Not outrage. Not angry silence. Not a refusal to participate in this not-so-smart attempt to obscure art as abuse. Any or all of these would have been a provoked reaction too. Such a response would have assuaged. Would have been an uplifting reassurance that indeed we have kicked history in the eye and made the tough transition to our better natures. Instead, what we have today is a macabre display that demeans art and a grotesque response that slices the scabs off our wounds and sears them anew.
Jacob Lawrence, The Libaray
Unlike other peoples that keep the flame of memory alive by the repeated regurgitation of their oppressions; the history of the African American is much obscured and in fact, denied. In the words of Ira Berlin, a celebrated historian of slavery, social identity is rooted in history. The African-American struggle with identity is mirrored by the absence of a past.

Let us never forget the horror of this shameful history that used the very body of Africans as art. In her book, Medical Apartheid, Harriet Washington painfully troughs this savage ditch of our not so recent past. In a heartbreaking chapter titled, Circus Africanus, she details the use of African slaves as art exhibits and scientific specimens all over the United States and Europe, with cities like New York and Paris playing host. I list some of these long forgotten horrors from her book, in the hope that these stories of human indignity are remembered, retold and that, our collective memories will never let these atrocities rise again, in whatever form.
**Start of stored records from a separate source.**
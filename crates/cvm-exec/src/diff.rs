use std::fmt::Write as _;

use console::style;

use crate::engine::ExecutionResult;

pub const TABLE_COLUMN_WIDTH: usize = 60;
pub const UNIFIED_CONTEXT: usize = 3;

/// Identical means same merged output, same exit code and same error text.
pub fn are_outputs_identical(left: &ExecutionResult, right: &ExecutionResult) -> bool {
    left.exit_code == right.exit_code
        && left.error == right.error
        && left.merged_output() == right.merged_output()
}

#[derive(Debug, Clone, Copy, PartialEq, Eq)]
pub enum LineChange {
    Same,
    /// Present on the right only.
    Added,
    /// Present on the left only.
    Removed,
    Modified,
}

#[derive(Debug, Clone, PartialEq, Eq)]
pub struct TableRow {
    pub line: usize,
    pub left: String,
    pub right: String,
    pub change: LineChange,
}

/// Pair lines by position. Rows blank on both sides are dropped and each
/// side is cut to `width` characters.
pub fn table_rows(left: &str, right: &str, width: usize) -> Vec<TableRow> {
    let left_lines: Vec<&str> = left.lines().collect();
    let right_lines: Vec<&str> = right.lines().collect();
    let count = left_lines.len().max(right_lines.len());

    (0..count)
        .filter_map(|index| {
            let l = left_lines.get(index).copied().unwrap_or("");
            let r = right_lines.get(index).copied().unwrap_or("");
            if l.trim().is_empty() && r.trim().is_empty() {
                return None;
            }

            let change = match (l.trim().is_empty(), r.trim().is_empty()) {
                _ if l == r => LineChange::Same,
                (true, false) => LineChange::Added,
                (false, true) => LineChange::Removed,
                _ => LineChange::Modified,
            };

            Some(TableRow {
                line: index + 1,
                left: clip(l, width),
                right: clip(r, width),
                change,
            })
        })
        .collect()
}

fn clip(line: &str, width: usize) -> String {
    if line.chars().count() <= width {
        return line.to_string();
    }
    let kept: String = line.chars().take(width.saturating_sub(3)).collect();
    format!("{kept}...")
}

pub fn render_table(left: &ExecutionResult, right: &ExecutionResult, width: usize) -> String {
    let mut out = String::new();
    let left_title = format!("{} (exit {})", left.version, left.exit_code);
    let right_title = format!("{} (exit {})", right.version, right.exit_code);
    let _ = writeln!(
        out,
        "{:>4}  {}{} | {}",
        "",
        style(&left_title).bold(),
        " ".repeat(width.saturating_sub(left_title.chars().count())),
        style(&right_title).bold(),
    );
    let _ = writeln!(out, "{}", "-".repeat(width * 2 + 9));

    for row in table_rows(&left.merged_output(), &right.merged_output(), width) {
        let pad = width.saturating_sub(row.left.chars().count());
        let (l, r) = match row.change {
            LineChange::Same => (style(row.left).dim(), style(row.right).dim()),
            LineChange::Added => (style(row.left), style(row.right).green()),
            LineChange::Removed => (style(row.left).red(), style(row.right)),
            LineChange::Modified => (style(row.left).red(), style(row.right).green()),
        };
        let _ = writeln!(out, "{:>4}  {l}{} | {r}", row.line, " ".repeat(pad));
    }

    for result in [left, right] {
        if let Some(error) = &result.error {
            let _ = writeln!(out, "{} {}: {error}", style("error").red(), result.version);
        }
    }

    out
}

#[derive(Debug, Clone, PartialEq, Eq)]
pub enum UnifiedLine {
    Context(String),
    Removed(String),
    Added(String),
    /// Marks skipped unchanged lines between hunks.
    Gap,
}

/// Positional line diff: line `i` on the left is compared with line `i` on
/// the right. Unchanged lines are kept only within `context` lines of a
/// change.
pub fn unified_diff(left: &str, right: &str, context: usize) -> Vec<UnifiedLine> {
    let left_lines: Vec<&str> = left.lines().collect();
    let right_lines: Vec<&str> = right.lines().collect();
    let count = left_lines.len().max(right_lines.len());

    let changed: Vec<usize> = (0..count)
        .filter(|&i| left_lines.get(i) != right_lines.get(i))
        .collect();
    let near_change = |i: usize| changed.iter().any(|&c| c.abs_diff(i) <= context);

    let mut lines = Vec::new();
    let mut skipped = false;
    for i in 0..count {
        match (left_lines.get(i), right_lines.get(i)) {
            (Some(l), Some(r)) if l == r => {
                if near_change(i) {
                    if skipped && !lines.is_empty() {
                        lines.push(UnifiedLine::Gap);
                    }
                    skipped = false;
                    lines.push(UnifiedLine::Context((*l).to_string()));
                } else {
                    skipped = true;
                }
            }
            (l, r) => {
                if skipped && !lines.is_empty() {
                    lines.push(UnifiedLine::Gap);
                }
                skipped = false;
                if let Some(l) = l {
                    lines.push(UnifiedLine::Removed((*l).to_string()));
                }
                if let Some(r) = r {
                    lines.push(UnifiedLine::Added((*r).to_string()));
                }
            }
        }
    }

    lines
}

pub fn render_unified(left: &ExecutionResult, right: &ExecutionResult, context: usize) -> String {
    let mut out = String::new();
    let _ = writeln!(
        out,
        "{}",
        style(format!("--- {} (exit {})", left.version, left.exit_code)).red()
    );
    let _ = writeln!(
        out,
        "{}",
        style(format!("+++ {} (exit {})", right.version, right.exit_code)).green()
    );

    for line in unified_diff(&left.merged_output(), &right.merged_output(), context) {
        let _ = match line {
            UnifiedLine::Context(text) => writeln!(out, " {text}"),
            UnifiedLine::Removed(text) => writeln!(out, "{}", style(format!("-{text}")).red()),
            UnifiedLine::Added(text) => writeln!(out, "{}", style(format!("+{text}")).green()),
            UnifiedLine::Gap => writeln!(out, "{}", style("@@").cyan()),
        };
    }

    if left.error != right.error {
        for result in [left, right] {
            if let Some(error) = &result.error {
                let _ = writeln!(out, "{} {}: {error}", style("error").red(), result.version);
            }
        }
    }

    out
}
1. Ota Benga, 23 years, an African captured in the Congo was exhibited in the Bronx Zoo in the 20th century (1906) in a monkey cage along with a gorilla and an orangutan.  The New York Times actively supporting this as furthering the understanding of 'evolution'. His cage bore a placard titled: “The African Pygmy, ‘Ota Benga.’ Height 4 feet 11 inches. Weight 103 pounds. Brought from the Kasai River, Congo Free State, South Central Africa by Dr. Samuel P. Verner. Exhibited each afternoon during September.” (pp. 76-77). From the Times: There were 40,000 visitors to the park on Sunday. Nearly every man, woman and child of this crowd made for the monkey house to see the star attraction in the park, the wild man from Africa. They chased him about the grounds all day, howling, jeering, and yelling. Some of them poked him in the ribs, others tripped him up, all laughed at him. (p. 78).
Ota Benga was finally freed, and in a final act of hopeless submission, he committed suicide.

2. Black hair was described as wool (p. 78) and the features of displayed blacks were used to locate blacks’ low status on a supposed evolutionary continuum between monkeys and whites. (p. 82). PT Barnum and his traveling circus displayed many blacks.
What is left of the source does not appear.